636 F. Supp. 101 | D. Conn. | 1986
MEMORANDUM OF DECISION
This class action was brought on behalf of all federal prisoners incarcerated within the District of Connecticut against the present and former members of the United States Parole Commission (“USPC”). On February 9, 1978, the Court issued a preliminary injunction prohibiting the USPC from rescinding the parole grant of any member of the plaintiff class during the pendency of this litigation, without first affording the inmates the procedural safeguards required by law in this District.

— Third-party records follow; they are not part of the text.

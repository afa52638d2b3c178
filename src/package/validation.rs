// Copyright (c) 2025 Erick Bourgeois, firestoned
// SPDX-License-Identifier: MIT

//! Declarative validation rules carried by every package.
//!
//! The materializer runs these in-process after rendering. A failing rule
//! marks the package's render status and fails the Packaging phase: a rule
//! violation means the rendered output is defective, so retrying cannot help.

use crate::crd::NetworkFunctionType;
use crate::errors::IntentError;
use crate::labels::{
    NEPHIO_COMPONENT_LABEL, ORAN_QOS_BANDWIDTH_ANNOTATION, ORAN_QOS_CLASS_ANNOTATION,
    ORAN_QOS_LATENCY_ANNOTATION, ORAN_SLICE_LABEL,
};
use crate::package::{functions::conventional_ports, KrmResource, Package};
use serde::{Deserialize, Serialize};

/// A single declarative rule checked against a rendered package.
#[derive(Clone, Debug, PartialEq, Serialize, Deserialize)]
#[serde(rename_all = "camelCase")]
pub enum ValidationRule {
    /// Every resource carries the required O-RAN labels.
    RequiredLabels,
    /// Every resource carries the QoS annotations.
    QosAnnotations,
    /// The workload declares resource limits for cpu and memory.
    ResourceLimits,
    /// The Service and NetworkPolicy expose the function's conventional ports.
    FunctionPorts(NetworkFunctionType),
}

impl ValidationRule {
    /// Rule name used in error messages and render status.
    #[must_use]
    pub fn name(&self) -> &'static str {
        match self {
            ValidationRule::RequiredLabels => "required-labels",
            ValidationRule::QosAnnotations => "qos-annotations",
            ValidationRule::ResourceLimits => "resource-limits",
            ValidationRule::FunctionPorts(_) => "function-ports",
        }
    }
}

fn label_of<'a>(resource: &'a KrmResource, key: &str) -> Option<&'a str> {
    resource.manifest["metadata"]["labels"][key].as_str()
}

fn annotation_of<'a>(resource: &'a KrmResource, key: &str) -> Option<&'a str> {
    resource.manifest["metadata"]["annotations"][key].as_str()
}

fn check_required_labels(package: &Package) -> Result<(), String> {
    for resource in &package.resources {
        for key in [ORAN_SLICE_LABEL, NEPHIO_COMPONENT_LABEL] {
            if label_of(resource, key).is_none() {
                return Err(format!(
                    "{} is missing label {key}",
                    resource.filename
                ));
            }
        }
    }
    Ok(())
}

fn check_qos_annotations(package: &Package) -> Result<(), String> {
    for resource in &package.resources {
        for key in [
            ORAN_QOS_BANDWIDTH_ANNOTATION,
            ORAN_QOS_LATENCY_ANNOTATION,
            ORAN_QOS_CLASS_ANNOTATION,
        ] {
            if annotation_of(resource, key).is_none() {
                return Err(format!(
                    "{} is missing annotation {key}",
                    resource.filename
                ));
            }
        }
    }
    Ok(())
}

fn check_resource_limits(package: &Package) -> Result<(), String> {
    let Some(deployment) = package.resource_of_kind("Deployment") else {
        return Err("package has no Deployment to check limits on".to_string());
    };
    let containers = deployment.manifest["spec"]["template"]["spec"]["containers"]
        .as_array()
        .cloned()
        .unwrap_or_default();
    if containers.is_empty() {
        return Err("Deployment has no containers".to_string());
    }
    for container in &containers {
        let limits = &container["resources"]["limits"];
        if limits["cpu"].is_null() || limits["memory"].is_null() {
            return Err(format!(
                "container {} lacks cpu/memory limits",
                container["name"].as_str().unwrap_or("?")
            ));
        }
    }
    Ok(())
}

fn check_function_ports(package: &Package, function: NetworkFunctionType) -> Result<(), String> {
    let expected = conventional_ports(function);
    if expected.is_empty() {
        return Ok(());
    }

    let Some(service) = package.resource_of_kind("Service") else {
        return Err("package has no Service to check ports on".to_string());
    };
    let service_ports = service.manifest["spec"]["ports"]
        .as_array()
        .cloned()
        .unwrap_or_default();

    for port in &expected {
        let found = service_ports.iter().any(|p| {
            p["port"].as_i64() == Some(i64::from(port.port))
                && p["protocol"].as_str() == Some(port.protocol)
        });
        if !found {
            return Err(format!(
                "Service is missing port {}/{} ({})",
                port.port, port.protocol, port.name
            ));
        }
    }

    // The NetworkPolicy must admit the same ports it serves.
    if let Some(policy) = package.resource_of_kind("NetworkPolicy") {
        let ingress_ports = policy.manifest["spec"]["ingress"][0]["ports"]
            .as_array()
            .cloned()
            .unwrap_or_default();
        for port in &expected {
            let found = ingress_ports.iter().any(|p| {
                p["port"].as_i64() == Some(i64::from(port.port))
                    && p["protocol"].as_str() == Some(port.protocol)
            });
            if !found {
                return Err(format!(
                    "NetworkPolicy is missing ingress port {}/{}",
                    port.port, port.protocol
                ));
            }
        }
    }

    Ok(())
}

/// Run every rule a package declares, marking its render status on failure.
///
/// # Errors
///
/// Returns [`IntentError::ValidationRule`] for the first violated rule.
pub fn run_rules(package: &mut Package) -> Result<(), IntentError> {
    let rules = package.validation_rules.clone();
    for rule in &rules {
        let outcome = match rule {
            ValidationRule::RequiredLabels => check_required_labels(package),
            ValidationRule::QosAnnotations => check_qos_annotations(package),
            ValidationRule::ResourceLimits => check_resource_limits(package),
            ValidationRule::FunctionPorts(function) => check_function_ports(package, *function),
        };
        if let Err(reason) = outcome {
            package.render_status.rendered = false;
            package
                .render_status
                .errors
                .push(format!("{}: {reason}", rule.name()));
            return Err(IntentError::ValidationRule {
                package: package.metadata.name.clone(),
                rule: rule.name().to_string(),
                reason,
            });
        }
    }
    Ok(())
}

#[cfg(test)]
#[path = "validation_tests.rs"]
mod validation_tests;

On March 12, 1981, this case was consolidated with Drayton v. McCall for pre-trial purposes only. In Drayton, the Court had ordered that the USPC hold a new rescission hearing on or before February 8, 1978 or the petitioner was to be released. The Court held that procedures mandated in parole revocation hearings applied to parole rescission hearings. Drayton v. McCall, 445 F.Supp. 305 (D. Conn.1978). On appeal, the Court of Appeals for the Second Circuit remanded the case holding that not all procedures mandated in parole and probation revocation hearings must be complied with in parole rescissions. However, the Court of Appeals also set forth the procedural due process rights to which federal prisoners whose dates of parole have been approved but who have not yet
On March 22, 1982, the Court issued an interlocutory order finding personal jurisdiction over the Commissioners in their individual capacities pursuant to Connecticut’s long-arm statute, Conn.Gen.Stat. § 52-59b(a)(2)(1973). On appeal of the jurisdictional issue, the Court of Appeals for the Second Circuit vacated the Court’s order and found that there was no jurisdiction over the Commissioners in their individual capacities. Green v. McCall, 710 F.2d 29 (1983).
Upon review of all of the evidence, the Court enters the following findings of fact and conclusions of law and determines that the preliminary injunction shall be made permanent.
FINDINGS OF FACT
1. The United States Parole Commission conducts inmate parole rescission hearings at the Federal Correctional Institution (“F.C.I.”) and the Federal Prison Camp (“F.P.C.”) in Danbury, Connecticut.
2. At the time this action was instituted in January of 1978, the USPC conducted parole rescission hearings pursuant to the procedures set forth at 28 C.F.R. § 2.34 (1977). The Court found that those procedures did not comply with the requirements in the District of Connecticut. Defendants’ Amended Proposed Conclusions [sic] of Fact (“Def. Facts”) No. 2.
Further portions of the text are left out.